The goal of these grants is to make connections between organizations that will foster community cohesion on a local or regional level. Applicants may define community in a variety of ways (by focusing, for example, on a place such as a village or town, or on a common interest or a common theme), and the programs that the cooperating institutions carry out together must aim to enhance the importance of the humanities in people’s lives.
Humanities fields explore topics like these: the philosophy, literature, art, and music that we create; the battles that we fight; the polities and societies in which we live; the social forces that unite and divide us; the work that we do; and the religions in which we believe. Humanities fields approach topics like these primarily by means of qualitative (interpretive, critical, speculative, historical) methods rather than exclusively by means of quantitative methods.

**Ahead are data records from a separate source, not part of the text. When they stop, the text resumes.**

//! Environment-driven knobs shared by CI jobs and local test runs.

pub mod property_test_profile;
//! CLI entry point for the kruskal binary.
//!
//! Parses command-line arguments with clap, runs the requested command,
//! renders the summary to stdout, and maps every failure to exit status 1.
//! Logging is initialised first so later steps can emit structured
//! diagnostics via `tracing`.

use std::io::{self, BufWriter, Write};
use std::process::ExitCode;

use anyhow::{Context, Result};
use clap::Parser;

use kruskal_cli::{
    cli::{Cli, CliError, render_summary, run_cli},
    logging::{self, LoggingError},
};
use tracing::{error, field};

/// Execute the parsed command, render the summary, and flush the output
/// stream.
fn try_main(cli: Cli) -> Result<()> {
    let summary = run_cli(cli).context("failed to execute command")?;
    let stdout = io::stdout();
    let mut writer = BufWriter::new(stdout.lock());
    render_summary(&summary, &mut writer).context("failed to render summary")?;
    writer.flush().context("failed to flush output")?;
    Ok(())
}

fn main() -> ExitCode {
    if let Err(err) = logging::init_logging() {
        report_logging_init_error(&err);
        return ExitCode::FAILURE;
    }

    let cli = match Cli::try_parse() {
        Ok(cli) => cli,
        Err(err) => return report_usage(&err),
    };

    if let Err(err) = try_main(cli) {
        let code = err.downcast_ref::<CliError>().and_then(CliError::code);
        error!(
            error = %err,
            code = code.map(field::display),
            "command execution failed"
        );
        return ExitCode::FAILURE;
    }

    ExitCode::SUCCESS
}

/// Prints clap's help, version or usage error. Only genuine usage errors
/// fail the process.
fn report_usage(err: &clap::Error) -> ExitCode {
    // Nothing useful remains to be done if the terminal is gone.
    let _ = err.print();
    if err.use_stderr() {
        ExitCode::FAILURE
    } else {
        ExitCode::SUCCESS
    }
}

#[expect(
    clippy::print_stderr,
    reason = "Emit one-off diagnostic before tracing is initialized"
)]
fn report_logging_init_error(err: &LoggingError) {
    eprintln!("failed to initialize logging: {err}");
}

Examples of the types of grants that will be made under this program include collaborations linking:
- A public library and a nearby community college to research, write, and produce a series of video biographies of the town’s important personalities (to be presented in public programs at the local historical movie palace)
- Several railroad museums throughout a state that join forces to write a transportation-based curriculum module for use in fourth-grade social studies classes
- Three Native American tribes to establish a cultural heritage trail highlighting important sites and collections
- A veterans’ group and a high school in developing intergenerational family programs at local historic sites
- A public radio station and the philosophy department at a local college to host public programs discussing industry and ethics to commemorate the hundredth anniversary of the town’s paper mill
Amount: A grant will be offered in one of four amounts of the applicant’s choosing: $30,000, $60,000, $90,000, or $150,000. A one-to-one match is required. The match is divided incrementally over three years.
Eligibility: Each year, NEH compiles comparative funding data for the preceding year. Based on this data, NEH designates twenty states with the lowest funding levels as “incentive areas” to compete in the Creating Humanities Communities program. Applicants from all U.S. territories with existing humanities councils as well as these states are eligible to apply. New Mexico is an eligible state.
U.S. nonprofit organizations with IRS tax-exempt status, state and local governmental agencies, and federally recognized Indian tribal governments are eligible to apply (provided that they are located in one of the incentive states or in an eligible territory).
Applicants to this program must form collaborative partnerships with at least two and at most five institutions (including the applicant organization). These partnerships may involve organizations such as public libraries, cultural centers, museums, historical societies, colleges (including community colleges) and universities, archival repositories, historic houses, school districts, civic centers, or other cultural entities.